• Exercise directions: Output only the stretch of the listing that starts at the line containing "pub fn is_null(&self)" and ends at the line containing "fn from(b: bool)", reproduced exactly with both ends.

__________

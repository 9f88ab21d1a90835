//! Scalar property value type.

use serde::{Deserialize, Serialize};

/// A scalar property value.
///
/// This type represents any value a tracked entity property can hold.
/// Floats are intentionally not supported; values must compare exactly
/// for change detection and conflict resolution to be deterministic.
#[derive(Debug, Clone, PartialEq, Eq, PartialOrd, Ord, Hash, Serialize, Deserialize)]
pub enum PropertyValue {
    /// Null value.
    Null,
    /// Boolean value.
    Bool(bool),
    /// Signed integer (supports full i64 range).
    Integer(i64),
    /// Text string (UTF-8).
    Text(String),
    /// Byte string.
    Bytes(Vec<u8>),
}

impl PropertyValue {
    /// Returns the boolean value, if this is a bool.
    #[must_use]
    pub fn as_bool(&self) -> Option<bool> {
        match self {
            Self::Bool(b) => Some(*b),
            _ => None,
        }
    }

    /// Returns the integer value, if this is an integer.
    #[must_use]
    pub fn as_integer(&self) -> Option<i64> {
        match self {
            Self::Integer(i) => Some(*i),
            _ => None,
        }
    }

    /// Returns the text value, if this is text.
    #[must_use]
    pub fn as_text(&self) -> Option<&str> {
        match self {
            Self::Text(s) => Some(s),
            _ => None,
        }
    }

    /// Returns the byte string, if this is one.
    #[must_use]
    pub fn as_bytes(&self) -> Option<&[u8]> {
        match self {
            Self::Bytes(b) => Some(b),
            _ => None,
        }
    }

    /// Checks if this is the null value.
    #[must_use]
    pub fn is_null(&self) -> bool {
        matches!(self, Self::Null)
    }

    /// Returns a short name for the value's type, for diagnostics.
    #[must_use]
    pub fn type_name(&self) -> &'static str {
        match self {
            Self::Null => "null",
            Self::Bool(_) => "bool",
            Self::Integer(_) => "integer",
            Self::Text(_) => "text",
            Self::Bytes(_) => "bytes",
        }
    }
}

impl From<bool> for PropertyValue {
    fn from(b: bool) -> Self {
        Self::Bool(b)
    }
}

impl From<i64> for PropertyValue {
    fn from(i: i64) -> Self {
        Self::Integer(i)
    }
}

impl From<i32> for PropertyValue {
    fn from(i: i32) -> Self {
        Self::Integer(i64::from(i))
    }
}

impl From<&str> for PropertyValue {
    fn from(s: &str) -> Self {
        Self::Text(s.to_owned())
    }
}

impl From<String> for PropertyValue {
    fn from(s: String) -> Self {
        Self::Text(s)
    }
}

impl From<Vec<u8>> for PropertyValue {
    fn from(b: Vec<u8>) -> Self {
        Self::Bytes(b)
    }
}
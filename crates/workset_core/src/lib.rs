//! # WorkSet Core
//!
//! Unit-of-work change tracking and optimistic-concurrency resolution.
//!
//! This crate provides:
//! - Tracked entity records with lifecycle states and dirty flags
//! - A per-session tracker registry with stable dispatch ordering
//! - Graph walking that assigns persistence intent to whole object graphs
//! - A commit pipeline that stamps audit times and dispatches guarded writes
//! - Conflict resolution strategies wrapped in a retry loop
//!
//! The core performs I/O only through the [`workset_store::Store`] and
//! [`workset_store::Clock`] traits; everything else is in-memory state.

#![deny(unsafe_code)]
#![warn(missing_docs)]

mod commit;
mod error;
mod graph;
mod record;
mod resolve;
mod session;
mod tracker;

pub use commit::{CommitOutcome, CommitPipeline, CommitReceipt, ConflictEntry, ConflictSet};
pub use workset_model::{
    EntityName, EntitySnapshot, Identity, PropertyValue, Timestamp, ValueMap, VersionTag,
};
pub use error::{TrackError, TrackResult};
pub use graph::{DuplicateNodes, GraphNode, GraphWalker, WalkContext, WalkReport};
pub use record::{audit, EntityRecord, EntityState};
pub use resolve::{ConcurrencyResolver, RetryBudget, RetryStrategy};
pub use session::{CancelHandle, Session};
pub use tracker::{EntityTracker, RecordKey};
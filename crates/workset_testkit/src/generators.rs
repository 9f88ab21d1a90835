//! Property-based test generators using proptest.

use proptest::prelude::*;
use std::sync::Arc;
use workset_core::{EntityState, GraphNode};
use workset_model::{PropertyValue, ValueMap};

/// Strategy for arbitrary scalar property values.
pub fn property_value() -> impl Strategy<Value = PropertyValue> {
    prop_oneof![
        Just(PropertyValue::Null),
        any::<bool>().prop_map(PropertyValue::Bool),
        any::<i64>().prop_map(PropertyValue::Integer),
        "[a-z]{0,12}".prop_map(PropertyValue::Text),
        prop::collection::vec(any::<u8>(), 0..16).prop_map(PropertyValue::Bytes),
    ]
}

/// Strategy for value maps with up to `max` properties.
pub fn value_map(max: usize) -> impl Strategy<Value = ValueMap> {
    prop::collection::btree_map("[a-z]{1,8}", property_value(), 0..max)
        .prop_map(|entries| entries.into_iter().collect())
}

/// Strategy for the states a record can be attached in.
pub fn attachable_state() -> impl Strategy<Value = EntityState> {
    prop_oneof![
        Just(EntityState::Unchanged),
        Just(EntityState::Added),
        Just(EntityState::Modified),
        Just(EntityState::Deleted),
    ]
}

/// A generated graph shape: node count plus directed edges by index.
///
/// Edges may form cycles, self-loops, and diamonds. Feed it to
/// [`build_graph`] to realize nodes.
#[derive(Debug, Clone)]
pub struct GraphShape {
    /// Number of nodes.
    pub count: usize,
    /// Directed edges as (from, to) indices, modulo `count`.
    pub edges: Vec<(usize, usize)>,
}

/// Strategy for graph shapes with up to `max_nodes` nodes.
pub fn graph_shape(max_nodes: usize) -> impl Strategy<Value = GraphShape> {
    (1..max_nodes.max(2)).prop_flat_map(|count| {
        prop::collection::vec((0..count, 0..count), 0..count * 4)
            .prop_map(move |edges| GraphShape { count, edges })
    })
}

/// Realizes a graph shape into linked nodes, each with a unique key.
#[must_use]
pub fn build_graph(shape: &GraphShape) -> Vec<Arc<GraphNode>> {
    let nodes: Vec<Arc<GraphNode>> = (0..shape.count)
        .map(|i| {
            GraphNode::with_key(
                "nodes",
                (i + 1) as u64,
                ValueMap::new().with("index", i as i64),
            )
        })
        .collect();
    for &(from, to) in &shape.edges {
        nodes[from % shape.count].link(&nodes[to % shape.count]);
    }
    nodes
}

#[cfg(test)]
mod tests {
    use super::*;
    use workset_core::{EntityTracker, GraphWalker};

    proptest! {
        #[test]
        fn generated_maps_stay_within_bounds(map in value_map(6)) {
            prop_assert!(map.len() < 6);
        }

        #[test]
        fn generated_graphs_always_walk_to_completion(shape in graph_shape(9)) {
            let nodes = build_graph(&shape);
            let mut tracker = EntityTracker::new();

            let report = GraphWalker::new(&mut tracker)
                .walk(&nodes[0], EntityState::Unchanged)
                .unwrap();

            // Termination plus the one-visit bound.
            prop_assert!(report.visited >= 1);
            prop_assert!(report.visited <= shape.count);
            prop_assert_eq!(tracker.len(), report.visited);
        }

        #[test]
        fn walking_twice_attaches_nothing_new(shape in graph_shape(7)) {
            let nodes = build_graph(&shape);
            let mut tracker = EntityTracker::new();

            GraphWalker::new(&mut tracker)
                .walk(&nodes[0], EntityState::Unchanged)
                .unwrap();
            let tracked = tracker.len();

            let second = GraphWalker::new(&mut tracker)
                .walk(&nodes[0], EntityState::Unchanged)
                .unwrap();
            prop_assert_eq!(second.attached, 0);
            prop_assert_eq!(tracker.len(), tracked);
        }
    }
}
//! Entity identity.

use serde::{Deserialize, Serialize};
use std::fmt;
use uuid::Uuid;

/// A session-local placeholder identifier.
///
/// Local ids are 128-bit UUIDs that are:
/// - Unique within a process
/// - Immutable once assigned
/// - Never sent to a store
#[derive(Clone, Copy, PartialEq, Eq, PartialOrd, Ord, Hash, Serialize, Deserialize)]
pub struct LocalId([u8; 16]);

impl LocalId {
    /// Creates a new random local id.
    #[must_use]
    pub fn new() -> Self {
        Self(Uuid::new_v4().into_bytes())
    }

    /// Creates a local id from raw bytes.
    #[inline]
    #[must_use]
    pub const fn from_bytes(bytes: [u8; 16]) -> Self {
        Self(bytes)
    }

    /// Returns the raw bytes.
    #[inline]
    #[must_use]
    pub const fn as_bytes(&self) -> &[u8; 16] {
        &self.0
    }
}

impl Default for LocalId {
    fn default() -> Self {
        Self::new()
    }
}

impl fmt::Debug for LocalId {
    fn fmt(&self, f: &mut fmt::Formatter<'_>) -> fmt::Result {
        write!(f, "LocalId({})", Uuid::from_bytes(self.0))
    }
}

impl fmt::Display for LocalId {
    fn fmt(&self, f: &mut fmt::Formatter<'_>) -> fmt::Result {
        write!(f, "{}", Uuid::from_bytes(self.0))
    }
}

/// The identity of a tracked entity.
///
/// An identity is either a primary key the store has assigned, or a
/// locally-unique placeholder for a record the store has not seen yet.
/// Placeholders are replaced by keys when an insert is confirmed.
#[derive(Debug, Clone, Copy, PartialEq, Eq, PartialOrd, Ord, Hash, Serialize, Deserialize)]
pub enum Identity {
    /// Primary key assigned by the store.
    Key(u64),
    /// Session-local placeholder, valid until the store assigns a key.
    Local(LocalId),
}

impl Identity {
    /// Creates a fresh placeholder identity.
    #[must_use]
    pub fn local() -> Self {
        Self::Local(LocalId::new())
    }

    /// Returns true if the store can resolve this identity.
    #[must_use]
    pub fn is_persistent(&self) -> bool {
        matches!(self, Self::Key(_))
    }

    /// Returns the store-assigned key, if any.
    #[must_use]
    pub fn as_key(&self) -> Option<u64> {
        match self {
            Self::Key(k) => Some(*k),
            Self::Local(_) => None,
        }
    }
}

impl fmt::Display for Identity {
    fn fmt(&self, f: &mut fmt::Formatter<'_>) -> fmt::Result {
        match self {
            Self::Key(k) => write!(f, "#{k}"),
            Self::Local(id) => write!(f, "local:{id}"),
        }
    }
}

impl From<u64> for Identity {
    fn from(key: u64) -> Self {
        Self::Key(key)
    }
}
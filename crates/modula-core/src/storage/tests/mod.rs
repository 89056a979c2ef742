pub mod local_tests;
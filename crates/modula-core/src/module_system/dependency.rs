use std::collections::{BTreeMap, BTreeSet, VecDeque};

use thiserror::Error;

use crate::module_system::record::{Module, ModuleRecord};

/// Module name -> declared dependency names
pub type DependencyGraph = BTreeMap<String, Vec<String>>;

/// Error that can occur when ordering modules by their dependencies
#[derive(Debug, Clone, PartialEq, Eq, Error)]
pub enum DependencyError {
    /// Dependency cycle detected; carries every module left unordered
    #[error("Circular dependency detected among: {}", .0.join(", "))]
    CyclicDependency(Vec<String>),
}

/// Dependency checks over a module set.
///
/// Only direct dependencies gate enabling. Two disabled modules that require
/// each other can never be enabled one at a time; [`find_cycles`] reports
/// such groups.
///
/// [`find_cycles`]: DependencyResolver::find_cycles
pub struct DependencyResolver;

impl DependencyResolver {
    /// Declared dependencies of `name` that are absent or disabled, in
    /// declaration order. Unknown `name` gives an empty list.
    pub fn missing_dependencies(modules: &[ModuleRecord], name: &str) -> Vec<String> {
        let Some(module) = modules.iter().find(|m| m.name() == name) else {
            return Vec::new();
        };
        module
            .dependencies()
            .iter()
            .filter(|dependency| {
                !modules
                    .iter()
                    .any(|candidate| candidate.name() == dependency.as_str() && candidate.is_enabled())
            })
            .cloned()
            .collect()
    }

    pub fn can_enable(modules: &[ModuleRecord], name: &str) -> bool {
        Self::missing_dependencies(modules, name).is_empty()
    }

    pub fn dependency_graph(modules: &[ModuleRecord]) -> DependencyGraph {
        modules
            .iter()
            .map(|m| (m.name().to_string(), m.dependencies().to_vec()))
            .collect()
    }

    /// Modules that declare `name` as a dependency, in module order
    pub fn dependents(modules: &[ModuleRecord], name: &str) -> Vec<String> {
        modules
            .iter()
            .filter(|m| m.dependencies().iter().any(|d| d == name))
            .map(|m| m.name().to_string())
            .collect()
    }

    /// Dependencies-first ordering of the graph (Kahn's algorithm).
    ///
    /// Edges to names outside the graph are ignored. Ties resolve in name
    /// order.
    pub fn load_order(graph: &DependencyGraph) -> Result<Vec<String>, DependencyError> {
        // Remaining in-graph dependencies per module
        let mut pending: BTreeMap<&str, usize> = BTreeMap::new();
        // Dependency -> modules waiting on it
        let mut waiting: BTreeMap<&str, Vec<&str>> = BTreeMap::new();

        for (name, dependencies) in graph {
            let unique: BTreeSet<&str> = dependencies
                .iter()
                .map(String::as_str)
                .filter(|d| graph.contains_key(*d))
                .collect();
            pending.insert(name.as_str(), unique.len());
            for dependency in unique {
                waiting.entry(dependency).or_default().push(name.as_str());
            }
        }

        let mut queue: VecDeque<&str> = pending
            .iter()
            .filter(|(_, count)| **count == 0)
            .map(|(name, _)| *name)
            .collect();
        let mut ordered = Vec::with_capacity(graph.len());

        while let Some(name) = queue.pop_front() {
            ordered.push(name.to_string());
            for dependent in waiting.get(name).into_iter().flatten() {
                if let Some(count) = pending.get_mut(dependent) {
                    *count -= 1;
                    if *count == 0 {
                        queue.push_back(*dependent);
                    }
                }
            }
        }

        if ordered.len() == graph.len() {
            Ok(ordered)
        } else {
            let leftover = graph
                .keys()
                .filter(|name| !ordered.contains(*name))
                .cloned()
                .collect();
            Err(DependencyError::CyclicDependency(leftover))
        }
    }

    /// Modules caught in, or blocked behind, a dependency cycle
    pub fn find_cycles(graph: &DependencyGraph) -> Vec<String> {
        match Self::load_order(graph) {
            Ok(_) => Vec::new(),
            Err(DependencyError::CyclicDependency(nodes)) => nodes,
        }
    }
}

__________

• Your solution:
    pub fn is_null(&self) -> bool {
        matches!(self, Self::Null)
    }

    /// Returns a short name for the value's type, for diagnostics.
    #[must_use]
    pub fn type_name(&self) -> &'static str {
        match self {
            Self::Null => "null",
            Self::Bool(_) => "bool",
            Self::Integer(_) => "integer",
            Self::Text(_) => "text",
            Self::Bytes(_) => "bytes",
        }
    }
}

impl From<bool> for PropertyValue {
    fn from(b: bool) -> Self {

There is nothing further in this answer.